Liauda, (Note: Polish: Lauda) also known as Kaunas Region, (Note: Polish: Kowieńszczyzna) is a historical region centred around Liaudė river on the north from city of Kaunas, and located between Nemunas, Neris and Dubysa rivers. The region is located within modern borders of Lithuania. It borders historical regions of Samogitia, Suvalkija and Vilnius. Its area is approximately 6500 km^{2} (2509.7 square miles).

The region's borders are characterized by place names ending in -gala, such as Ariogala, Betygala, Baisogala, Gimbogala, Ramygala, Vandžiogala.

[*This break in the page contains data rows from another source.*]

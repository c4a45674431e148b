// Effective resistance of equipment
use crate::model::{Element, EquipmentDatabase, EquipmentItem, SelectedEquipment};

/// Each level past the first adds 10% of the base value.
pub fn item_resistance(item: &EquipmentItem) -> f64 {
    item.base_value * (1.0 + 0.1 * (f64::from(item.level) - 1.0))
}

/// Sum of `item_resistance` over equipped items of `element`.
pub fn aggregate_resistance(
    selection: &SelectedEquipment,
    db: &EquipmentDatabase,
    element: Element,
) -> f64 {
    selection
        .equipped(db)
        .filter(|item| item.resistance_type == element)
        .map(item_resistance)
        .sum()
}

/// Per-element resistance snapshot taken when a run starts.
#[derive(Clone, Copy, Debug, Default, PartialEq)]
pub struct Resistances {
    pub fire: f64,
    pub storm: f64,
    pub ice: f64,
}

impl Resistances {
    pub fn from_selection(selection: &SelectedEquipment, db: &EquipmentDatabase) -> Self {
        Self {
            fire: aggregate_resistance(selection, db, Element::Fire),
            storm: aggregate_resistance(selection, db, Element::Storm),
            ice: aggregate_resistance(selection, db, Element::Ice),
        }
    }

    pub fn get(&self, element: Element) -> f64 {
        match element {
            Element::Fire => self.fire,
            Element::Storm => self.storm,
            Element::Ice => self.ice,
        }
    }
}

The Lithuanian signatory of Act of the Re-Establishment of the State of Lithuania, Algirdas Vaclovas Patackas states that three important persons of Lithuanian history originated from Liauda: Mikalojus Daukša, Czesław Miłosz, and Józef Piłsudski.

It was the site of an attempt to create an independent pro-Polish Republic of Vandžiogala in 1918.

== See also ==
- Vilnius Region
- Suwałki Region

== Bibliography ==
- Mitkiewicz, L. (1990). "Wspomnienia kowieńskie 1938–1939"
- Buchowski, K. (1999). "Polacy w niepodległym państwie litewskim 1918-1940"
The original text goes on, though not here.